Dive Brief:
- FMI – The Food Industry Association is pushing for changes to the Food Traceability Rule, which it called “one of the most burdensome regulations the industry is facing,” in a letter on Monday to the Department of Health and Human Services and the Food and Drug Administration.
- The trade association said the rule would impose high costs on the industry, “misplaces” its focus on reactive instead of preventive measures and includes measures that outstrip the FDA’s authority.
- FMI also suggested that the FDA withdraw the proposed rule on front-of-package nutrition labeling due to the “burdensome and costly” implementation it would impose on businesses and the agency's lack of authority to mandate.
Dive Insight:
FMI’s comments are in response to the HHS calling for suggestions to support “the largest deregulatory effort in the history of the Department.” As part of this solicitation, HHS welcomed input “explaining how regulations, guidance, paperwork requirements, and other regulatory obligations can be repealed.”
Proposed during President Donald Trump’s first term in response to a widespread E. Coli outbreak in romaine lettuce, the Food Traceability Rule requires companies and grocery stores to trace the foods in their supply chains for faster identification and quick removal of potentially contaminated food.
In March, the FDA said it plans to extend the rule’s compliance deadline, which was initially set for Jan. 20, 2026, by 30 months to allow additional time for businesses to comply with the rule’s requirements. While FMI, which has long raised concerns about the complexity of the Food Traceability Rule, said it appreciates the deadline extension, its letter says that the rule needs additional modifications to better facilitate compliance without compromising food safety.
“According to FDA’s own estimates, the rule is projected to require more than 3 billion records to be kept and maintained per year, resulting in over 10 million labor hours … Overall, FDA estimates that the rule will cost the food industry over $24.6 billion, an astronomical number,” FMI wrote in the letter.
The trade group’s trio of suggested changes includes providing flexibility for traceability of lot codes — the unique descriptor to identify a specific batch of food within a supply chain — at the distribution level. FMI also wants intracompany shipments to be exempt from the rule and for the rule to allow companies to identify the person responsible for assigning the lot code rather than the location where it was assigned.
“Providing flexibilities on lot code tracing and exempting intracompany shipments will make the rule more workable for industry while still ensuring FDA is able to receive and utilize the data it is requesting to improve food safety,” FMI Chief Public Policy Officer Jennifer Hatcher said in a statement.
FMI is also urging the withdrawal of the proposed rule that would require most packaged foods to display a “Nutrition Info” box on the top third of the front of the package with high, medium and low markers for the percent daily value for sodium, saturated fat and added sugars. If approved, the rule would result in “a fundamental redesign of most packaged food labels,” FMI said, adding that there is a lack of evidence suggesting that consumers would change their diets in response to the Nutrition Info box.

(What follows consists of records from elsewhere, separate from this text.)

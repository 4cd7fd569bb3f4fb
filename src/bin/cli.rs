// CodeShare CLI validation tool
// Joins mentoring rooms as a thin client and validates server behavior
// through automated scenarios and interactive commands

use clap::{Parser, Subcommand};
use colored::*;
use futures::stream::{SplitSink, SplitStream};
use futures::{SinkExt, StreamExt};
use serde_json::{json, Value};
use std::io::{self, Write as _};
use tokio::io::AsyncBufReadExt;
use tokio::net::TcpStream;
use tokio::time::{sleep, timeout, Duration};
use tokio_tungstenite::{connect_async, tungstenite::Message, MaybeTlsStream, WebSocketStream};

type WsStream = WebSocketStream<MaybeTlsStream<TcpStream>>;
type WsWrite = SplitSink<WsStream, Message>;
type WsRead = SplitStream<WsStream>;

/// Solution text of the built-in "array-methods" exercise, used by the
/// solved-flag scenario. Only valid against the default catalog.
const ARRAY_METHODS_SOLUTION: &str =
    "const numbers = [1, 2, 3, 4, 5];\nconst evenNumbers = numbers.filter(num => num % 2 === 0);";

#[derive(Parser)]
#[command(name = "codeshare-cli")]
#[command(about = "CodeShare room client and validation tool", long_about = None)]
struct Cli {
    /// Server address (default: 127.0.0.1:8080)
    #[arg(short, long, default_value = "127.0.0.1:8080")]
    server: String,

    #[command(subcommand)]
    command: Commands,
}

#[derive(Subcommand)]
enum Commands {
    /// Check server health endpoint
    Health,

    /// List available code blocks
    Blocks,

    /// Show one code block
    Show {
        /// Code block ID
        id: String,
    },

    /// Join a room and mirror it live; as mentor, stdin lines become edits
    Join {
        /// Code block ID to join
        block: String,
    },

    /// Run automated validation scenarios
    Validate {
        /// Run all validation tests
        #[arg(short, long)]
        all: bool,

        /// Test specific scenario
        #[arg(long)]
        scenario: Option<String>,
    },

    /// Interactive mode - send custom events
    Interactive,
}

#[tokio::main]
async fn main() {
    let cli = Cli::parse();

    match &cli.command {
        Commands::Health => {
            check_health(&cli.server).await;
        }
        Commands::Blocks => {
            list_blocks(&cli.server).await;
        }
        Commands::Show { id } => {
            show_block(&cli.server, id).await;
        }
        Commands::Join { block } => {
            join_room(&cli.server, block).await;
        }
        Commands::Validate { all, scenario } => {
            if *all {
                run_all_validations(&cli.server).await;
            } else if let Some(s) = scenario {
                run_scenario(&cli.server, s).await;
            } else {
                println!("{}", "Use --all or --scenario <name>".yellow());
                list_scenarios();
            }
        }
        Commands::Interactive => {
            interactive_mode(&cli.server).await;
        }
    }
}

fn ws_url(server: &str) -> String {
    format!("ws://{}/ws", server)
}

/// Local mirror of the room, the way the browser client keeps one.
/// Echo suppression lives here: a code_update whose sender matches our
/// own session id leaves the buffer alone but still applies the solved
/// flag.
struct RoomView {
    session_id: String,
    code: String,
    is_mentor: bool,
    is_solved: bool,
    student_count: u64,
    mentor_left: bool,
}

impl RoomView {
    fn new(session_id: String) -> Self {
        Self {
            session_id,
            code: String::new(),
            is_mentor: false,
            is_solved: false,
            student_count: 0,
            mentor_left: false,
        }
    }

    /// Local edit, applied before the change is emitted
    fn edit(&mut self, code: String) {
        self.code = code;
    }

    fn apply(&mut self, event: &Value) {
        match event["type"].as_str() {
            Some("role_assigned") => {
                self.is_mentor = event["isMentor"].as_bool().unwrap_or(false);
            }
            Some("room_update") => {
                self.student_count = event["studentCount"].as_u64().unwrap_or(0);
            }
            Some("code_update") => {
                self.is_solved = event["isSolved"].as_bool().unwrap_or(false);
                let sender = event["sender"].as_str().unwrap_or("");
                if sender != self.session_id {
                    if let Some(code) = event["code"].as_str() {
                        self.code = code.to_string();
                    }
                }
            }
            Some("mentor_left") => {
                self.mentor_left = true;
            }
            _ => {}
        }
    }
}

/// Read the next text event, skipping pings and other non-text frames
async fn next_event(read: &mut WsRead, wait: Duration) -> Option<Value> {
    loop {
        match timeout(wait, read.next()).await {
            Ok(Some(Ok(Message::Text(text)))) => {
                if let Ok(value) = serde_json::from_str::<Value>(&text) {
                    return Some(value);
                }
            }
            Ok(Some(Ok(Message::Close(_)))) => return None,
            Ok(Some(Ok(_))) => continue,
            Ok(Some(Err(_))) | Ok(None) | Err(_) => return None,
        }
    }
}

/// Read events until one of the given type arrives
async fn next_event_of(read: &mut WsRead, event_type: &str, wait: Duration) -> Option<Value> {
    loop {
        let event = next_event(read, wait).await?;
        if event["type"] == event_type {
            return Some(event);
        }
    }
}

struct JoinedClient {
    write: WsWrite,
    read: WsRead,
    session_id: String,
    is_mentor: bool,
}

/// Connect, take the connected handshake, join a room, and wait for the
/// role assignment
async fn connect_and_join(server: &str, block: &str) -> Option<JoinedClient> {
    let (ws_stream, _) = match connect_async(&ws_url(server)).await {
        Ok(conn) => conn,
        Err(e) => {
            println!("{} Cannot connect to server: {}", "✗".red(), e);
            return None;
        }
    };

    let (mut write, mut read) = ws_stream.split();

    let connected = next_event_of(&mut read, "connected", Duration::from_secs(3)).await?;
    let session_id = connected["sessionId"].as_str()?.to_string();

    let join = json!({ "type": "join_room", "room": block });
    if write.send(Message::Text(join.to_string())).await.is_err() {
        println!("{} Failed to send join_room", "✗".red());
        return None;
    }

    // role_assigned or room_not_found decides the outcome
    loop {
        let event = next_event(&mut read, Duration::from_secs(3)).await?;
        match event["type"].as_str() {
            Some("role_assigned") => {
                return Some(JoinedClient {
                    write,
                    read,
                    session_id,
                    is_mentor: event["isMentor"].as_bool().unwrap_or(false),
                });
            }
            Some("room_not_found") => {
                println!("{} {}", "✗".red(), event["message"]);
                return None;
            }
            _ => continue,
        }
    }
}

async fn check_health(server: &str) {
    println!("{}", "Checking server health...".cyan());

    let url = format!("http://{}/health", server);
    let client = reqwest::Client::new();

    match client.get(&url).send().await {
        Ok(resp) => {
            let status = resp.status();
            if status.is_success() {
                println!("{} Health check passed", "✓".green());

                if let Ok(body) = resp.json::<Value>().await {
                    println!("  Status: {}", body["status"].as_str().unwrap_or("unknown"));
                    println!("  Service: {}", body["service"].as_str().unwrap_or("unknown"));
                    println!("  Version: {}", body["version"].as_str().unwrap_or("unknown"));
                }
            } else {
                println!("{} Health check failed: {}", "✗".red(), status);
            }
        }
        Err(e) => {
            println!("{} Cannot connect to server: {}", "✗".red(), e);
            println!("  Make sure the server is running on {}", server);
        }
    }
}

async fn list_blocks(server: &str) {
    println!("{}", "Fetching code blocks...".cyan());

    let url = format!("http://{}/api/codeblocks", server);
    let client = reqwest::Client::new();

    match client.get(&url).send().await {
        Ok(resp) => {
            if !resp.status().is_success() {
                println!("{} Listing failed: {}", "✗".red(), resp.status());
                return;
            }
            match resp.json::<Value>().await {
                Ok(body) => {
                    let blocks = body.as_array().cloned().unwrap_or_default();
                    println!("{} {} code block(s) available\n", "✓".green(), blocks.len());
                    for block in blocks {
                        println!(
                            "  {}  {}",
                            block["id"].as_str().unwrap_or("?").cyan(),
                            block["title"].as_str().unwrap_or("?")
                        );
                    }
                }
                Err(e) => println!("{} Could not parse listing: {}", "✗".red(), e),
            }
        }
        Err(e) => {
            println!("{} Cannot connect to server: {}", "✗".red(), e);
        }
    }
}

async fn show_block(server: &str, id: &str) {
    let url = format!("http://{}/api/codeblocks/{}", server, id);
    let client = reqwest::Client::new();

    match client.get(&url).send().await {
        Ok(resp) => {
            if resp.status().as_u16() == 404 {
                println!("{} No code block with id {}", "✗".red(), id);
                return;
            }
            match resp.json::<Value>().await {
                Ok(body) => {
                    println!("{}", body["title"].as_str().unwrap_or("?").bold());
                    if let Some(explanation) = body["explanation"].as_str() {
                        println!("{}", explanation.dimmed());
                    }
                    println!("{}", "─".repeat(50));
                    println!("{}", body["code"].as_str().unwrap_or(""));
                }
                Err(e) => println!("{} Could not parse block: {}", "✗".red(), e),
            }
        }
        Err(e) => {
            println!("{} Cannot connect to server: {}", "✗".red(), e);
        }
    }
}

async fn join_room(server: &str, block: &str) {
    println!("{}", "Joining room...".cyan());
    println!("  Block: {}", block);

    let Some(client) = connect_and_join(server, block).await else {
        return;
    };
    let JoinedClient {
        mut write,
        mut read,
        session_id,
        is_mentor,
    } = client;

    let mut view = RoomView::new(session_id.clone());
    view.is_mentor = is_mentor;

    if is_mentor {
        println!(
            "{} Joined as {}. Type lines to edit the shared code.",
            "✓".green(),
            "mentor".green().bold()
        );
    } else {
        println!(
            "{} Joined as {}. This is a read-only mirror.",
            "✓".green(),
            "student".cyan().bold()
        );
    }
    println!("Press {} to leave.\n", "Ctrl+C".bold());

    let mut stdin = tokio::io::BufReader::new(tokio::io::stdin()).lines();
    let room = block.to_string();

    loop {
        tokio::select! {
            event = next_event(&mut read, Duration::from_secs(3600)) => {
                let Some(event) = event else {
                    println!("{} Connection closed by server", "✗".yellow());
                    break;
                };
                let was_solved = view.is_solved;
                view.apply(&event);

                match event["type"].as_str() {
                    Some("room_update") => {
                        println!("{} Students in room: {}", "◀".green(), view.student_count);
                    }
                    Some("code_update") => {
                        let sender = event["sender"].as_str().unwrap_or("");
                        if sender != session_id {
                            println!("{} Code updated:", "◀".green());
                            println!("{}", view.code.bright_white());
                        }
                        if view.is_solved && !was_solved {
                            println!("{}", "Great job! The solution is correct!".green().bold());
                        }
                    }
                    Some("mentor_left") => {
                        println!("{} The mentor left; room dissolved.", "✗".yellow());
                        break;
                    }
                    Some("error") => {
                        println!("{} {}", "✗".red(), event["message"]);
                    }
                    _ => {}
                }
            }
            line = stdin.next_line() => {
                let Ok(Some(line)) = line else { break };
                if !view.is_mentor {
                    println!("{} Students cannot edit; input ignored.", "○".yellow());
                    continue;
                }

                let code = if view.code.is_empty() {
                    line
                } else {
                    format!("{}\n{}", view.code, line)
                };
                view.edit(code.clone());

                let event = json!({
                    "type": "code_change",
                    "room": room,
                    "code": code,
                    "sender": session_id,
                });
                if write.send(Message::Text(event.to_string())).await.is_err() {
                    println!("{} Failed to send edit", "✗".red());
                    break;
                }
            }
        }
    }
}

FMI also strongly encouraged the FDA to revoke two “outdated” requirements: the electronic recordkeeping requirements in 21 CFR Part 11 as well as a regulation requiring a warning statement for high-protein products.
The trade group asked the FDA to prioritize finalizing its proposed rule for the use of salt substitutes in standardized foods, which FMI said “would facilitate a small step toward modernization of standardized foods.”
“Deregulation can help to reduce regulatory inefficiencies that hinder that mission, and ultimately, drive up costs for consumers. We believe that adopting some reasonable revisions to the issues below will improve food safety without unnecessarily increasing food costs for consumers,” Hatcher said.